The group wants Attorney General Merrick Garland to agree to seek life without parole sentences only in the rarest of cases, where juveniles are "incapable of change." In all other instances, it said, federal prosecutors should ask for no more than 30 years in prison.
"Violent crime warrants proportionate punishment," said the letter from the Institute for Constitutional Advocacy and Protection at Georgetown Law Center. "But justice demands that any such punishment reflect an offender's youth and capacity for rehabilitation."
Most adults serve a median of 20 years in federal prison and 17 1/2 years in the state system, the advocates said.
The letter, signed by former Justice officials from both Democratic and Republican administrations, called for creating a unit to review all requests from federal prosecutors for life sentences for people under age 18 and requiring sign-off from the attorney general to proceed.
The department should also review the cases of juveniles already serving federal life sentences and evaluate whether they can be released if they're capable of rehabilitation, the letter said.

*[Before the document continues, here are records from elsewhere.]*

//! Append-only audit log with a tamper-evident hash chain
//!
//! Every state-changing operation across the engine, successful or not,
//! produces exactly one [`AuditEntry`]. Entries are hash-chained: each
//! carries a Blake3 hash of its own content and the full hash of its
//! predecessor, so any mutation, deletion, or reordering of the sequence is
//! detectable by [`AuditLog::verify_chain`]. Entries are never mutated or
//! deleted.

use crate::types::{Actor, Role};
use crate::{Result, internal_error};
use serde::{Deserialize, Serialize};
use std::collections::VecDeque;
use std::sync::{Mutex, RwLock};
use std::time::{SystemTime, UNIX_EPOCH};
use uuid::Uuid;

/// Hash arbitrary bytes with Blake3
fn hash_bytes(data: &[u8]) -> [u8; 32] {
    blake3::hash(data).into()
}

/// Constant-time hash comparison
fn hashes_equal(a: &[u8; 32], b: &[u8; 32]) -> bool {
    use subtle::ConstantTimeEq;
    a.ct_eq(b).into()
}

/// The state-changing operation an audit entry records
#[derive(Debug, Clone, Copy, PartialEq, Eq, Serialize, Deserialize)]
pub enum ActionKind {
    CreateElection,
    AddPosition,
    AddCandidate,
    ScheduleElection,
    CloseElection,
    AddVoter,
    CastBallot,
    ComputeTally,
    PublishResults,
}

/// The entity an audit entry refers to
///
/// Every variant except `System` carries the owning election id so the log
/// can be filtered per election.
#[derive(Debug, Clone, PartialEq, Eq, Serialize, Deserialize)]
pub enum AuditTarget {
    Election(Uuid),
    Position {
        election_id: Uuid,
        position_id: Uuid,
    },
    Candidate {
        election_id: Uuid,
        candidate_id: Uuid,
    },
    Voter {
        election_id: Uuid,
        voter_id: String,
    },
    Ballot {
        election_id: Uuid,
        ballot_id: Uuid,
    },
    /// Operation failed before any entity was resolved
    System,
}

impl AuditTarget {
    /// The election this target belongs to, if any
    pub fn election_id(&self) -> Option<Uuid> {
        match self {
            AuditTarget::Election(id) => Some(*id),
            AuditTarget::Position { election_id, .. }
            | AuditTarget::Candidate { election_id, .. }
            | AuditTarget::Voter { election_id, .. }
            | AuditTarget::Ballot { election_id, .. } => Some(*election_id),
            AuditTarget::System => None,
        }
    }
}

/// Whether the recorded operation succeeded, and if not, why
#[derive(Debug, Clone, PartialEq, Eq, Serialize, Deserialize)]
pub enum Outcome {
    Success,
    Failure { reason: String },
}

impl Outcome {
    pub fn is_success(&self) -> bool {
        matches!(self, Outcome::Success)
    }
}

/// One immutable record in the audit chain
#[derive(Debug, Clone, Serialize, Deserialize)]
pub struct AuditEntry {
    /// Unique record identifier
    pub record_id: Uuid,

    /// Position in the chain (monotonically increasing from 1)
    pub sequence: u64,

    /// Unix timestamp when the record was appended
    pub timestamp: u64,

    /// Full hash of the previous record (`None` for the first entry)
    pub previous_hash: Option<[u8; 32]>,

    /// Blake3 hash of this record's content fields
    pub content_hash: [u8; 32],

    /// Identity of the caller that attempted the operation
    pub actor_id: String,

    /// Role the caller held at the time
    pub actor_role: Role,

    /// What was attempted
    pub action: ActionKind,

    /// What it was attempted on
    pub target: AuditTarget,

    /// Success, or the specific typed failure rendered as text
    pub outcome: Outcome,
}

impl AuditEntry {
    fn new(
        sequence: u64,
        previous_hash: Option<[u8; 32]>,
        actor: &Actor,
        action: ActionKind,
        target: AuditTarget,
        outcome: Outcome,
    ) -> Result<Self> {
        let timestamp = SystemTime::now()
            .duration_since(UNIX_EPOCH)
            .map_err(|_| internal_error!("System time error"))?
            .as_secs();

        let content = serde_json::to_vec(&(&actor.id, &actor.role, &action, &target, &outcome))?;
        let content_hash = hash_bytes(&content);

        Ok(Self {
            record_id: Uuid::new_v4(),
            sequence,
            timestamp,
            previous_hash,
            content_hash,
            actor_id: actor.id.clone(),
            actor_role: actor.role,
            action,
            target,
            outcome,
        })
    }

    /// Hash of the entire record, used as the next entry's `previous_hash`
    pub fn record_hash(&self) -> Result<[u8; 32]> {
        let bytes = serde_json::to_vec(self)?;
        Ok(hash_bytes(&bytes))
    }

    /// Recompute the content hash and compare it against the stored one
    pub fn verify_content(&self) -> Result<bool> {
        let content = serde_json::to_vec(&(
            &self.actor_id,
            &self.actor_role,
            &self.action,
            &self.target,
            &self.outcome,
        ))?;
        let expected = hash_bytes(&content);
        Ok(hashes_equal(&self.content_hash, &expected))
    }
}

/// Filter criteria for audit queries
#[derive(Debug, Clone, Default)]
pub struct AuditQuery {
    /// Only entries targeting this election
    pub election_id: Option<Uuid>,
    /// Only entries by this actor
    pub actor_id: Option<String>,
    /// Only entries for this action kind
    pub action: Option<ActionKind>,
    /// Only failed operations
    pub failures_only: bool,
    /// Maximum number of entries returned
    pub limit: Option<usize>,
}

/// Result of a chain integrity verification
#[derive(Debug, Clone, Serialize, Deserialize)]
pub struct IntegrityReport {
    pub entries_checked: usize,
    pub violations: Vec<IntegrityViolation>,
    pub chain_valid: bool,
}

/// A single detected integrity violation
#[derive(Debug, Clone, Serialize, Deserialize)]
pub struct IntegrityViolation {
    pub record_id: Uuid,
    pub sequence: u64,
    pub kind: ViolationKind,
}

/// Ways the chain can be found broken
#[derive(Debug, Clone, PartialEq, Eq, Serialize, Deserialize)]
pub enum ViolationKind {
    ContentHashMismatch,
    ChainBroken,
    SequenceGap,
}

/// The append-only audit log
///
/// Written to by every component, owned by none. Appends are serialized
/// through the sequence counter so the chain order is total.
pub struct AuditLog {
    sequence: Mutex<u64>,
    entries: RwLock<VecDeque<AuditEntry>>,
    last_hash: Mutex<Option<[u8; 32]>>,
}

impl AuditLog {
    pub fn new() -> Self {
        Self {
            sequence: Mutex::new(1),
            entries: RwLock::new(VecDeque::new()),
            last_hash: Mutex::new(None),
        }
    }

    /// Append one entry recording an attempted operation
    ///
    /// Called on success and failure paths alike; every attempted mutation
    /// produces exactly one entry.
    pub async fn append(
        &self,
        actor: &Actor,
        action: ActionKind,
        target: AuditTarget,
        outcome: Outcome,
    ) -> Result<AuditEntry> {
        // Single critical section: sequence draw, chain link, and insert
        // must be indivisible or concurrent appends would fork the chain.
        let mut entries = self
            .entries
            .write()
            .map_err(|_| internal_error!("Audit log lock poisoned"))?;
        let mut counter = self
            .sequence
            .lock()
            .map_err(|_| internal_error!("Audit sequence lock poisoned"))?;
        let mut last = self
            .last_hash
            .lock()
            .map_err(|_| internal_error!("Audit last-hash lock poisoned"))?;

        let entry = AuditEntry::new(*counter, *last, actor, action, target, outcome)?;
        let entry_hash = entry.record_hash()?;

        entries.push_back(entry.clone());
        *counter += 1;
        *last = Some(entry_hash);

        tracing::debug!(
            "📝 Audit entry appended: seq={}, action={:?}, outcome={}, hash={}",
            entry.sequence,
            entry.action,
            if entry.outcome.is_success() {
                "success"
            } else {
                "failure"
            },
            hex::encode(&entry_hash[..8]),
        );

        Ok(entry)
    }

    /// Walk the whole chain and verify content hashes and links
    pub async fn verify_chain(&self) -> Result<IntegrityReport> {
        let entries = self
            .entries
            .read()
            .map_err(|_| internal_error!("Audit log lock poisoned"))?;

        let mut report = IntegrityReport {
            entries_checked: 0,
            violations: Vec::new(),
            chain_valid: true,
        };

        let mut previous_hash: Option<[u8; 32]> = None;
        let mut previous_sequence: Option<u64> = None;

        for entry in entries.iter() {
            report.entries_checked += 1;

            if !entry.verify_content()? {
                report.violations.push(IntegrityViolation {
                    record_id: entry.record_id,
                    sequence: entry.sequence,
                    kind: ViolationKind::ContentHashMismatch,
                });
            }

            if entry.previous_hash != previous_hash {
                report.violations.push(IntegrityViolation {
                    record_id: entry.record_id,
                    sequence: entry.sequence,
                    kind: ViolationKind::ChainBroken,
                });
            }

            if let Some(prev_seq) = previous_sequence {
                if entry.sequence != prev_seq + 1 {
                    report.violations.push(IntegrityViolation {
                        record_id: entry.record_id,
                        sequence: entry.sequence,
                        kind: ViolationKind::SequenceGap,
                    });
                }
            }

            previous_hash = Some(entry.record_hash()?);
            previous_sequence = Some(entry.sequence);
        }

        report.chain_valid = report.violations.is_empty();
        Ok(report)
    }

    /// Entries matching the query, in chain order
    pub async fn query(&self, query: AuditQuery) -> Result<Vec<AuditEntry>> {
        let entries = self
            .entries
            .read()
            .map_err(|_| internal_error!("Audit log lock poisoned"))?;

        let mut results: Vec<AuditEntry> = entries
            .iter()
            .filter(|entry| Self::matches(entry, &query))
            .cloned()
            .collect();

        if let Some(limit) = query.limit {
            results.truncate(limit);
        }

        Ok(results)
    }

    /// Total number of entries appended so far
    pub fn len(&self) -> usize {
        self.entries.read().map(|e| e.len()).unwrap_or(0)
    }

    pub fn is_empty(&self) -> bool {
        self.len() == 0
    }

    fn matches(entry: &AuditEntry, query: &AuditQuery) -> bool {
        if let Some(election_id) = query.election_id {
            if entry.target.election_id() != Some(election_id) {
                return false;
            }
        }

        if let Some(ref actor_id) = query.actor_id {
            if &entry.actor_id != actor_id {
                return false;
            }
        }

        if let Some(action) = query.action {
            if entry.action != action {
                return false;
            }
        }

        if query.failures_only && entry.outcome.is_success() {
            return false;
        }

        true
    }
}

impl Default for AuditLog {
    fn default() -> Self {
        Self::new()
    }
}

That would apply to fewer than a dozen people, according to court filings in a related case.
A Justice Department spokesperson said the DOJ has received the letter and is reviewing it.
In a stream of cases going back more than 15 years, the Supreme Court has said that juvenile offenders are different than adults who break the law, because of their developing brains, vulnerability to peer pressure and other factors.
In 2005, the high court ruled capital punishment is unconstitutional for juveniles. Five years later, the court said life without parole sentences for juveniles are unconstitutional in cases that don't involve murders. Last year, a divided court found that sentencing judges aren't compelled to determine if a juvenile is incorrigible before imposing a life without parole sentence.
But the Georgetown group is pushing the Justice Department to go further, at least in a tiny number of cases where federal prosecutors charge juveniles with murder.
Among them is Riley Briones Jr., who studied for his GED, helped younger inmates, and developed a "spotless" record in prison. Late last year, a panel of the U.S. Court of Appeals for the Ninth Circuit affirmed his life sentence. But Briones, who was convicted of murder on an Indian reservation, is asking the full appeals court to hear his case. Briones said he was abused by his father and that he acted only as a getaway driver in the murder of a Subway sandwich shop clerk in 1994.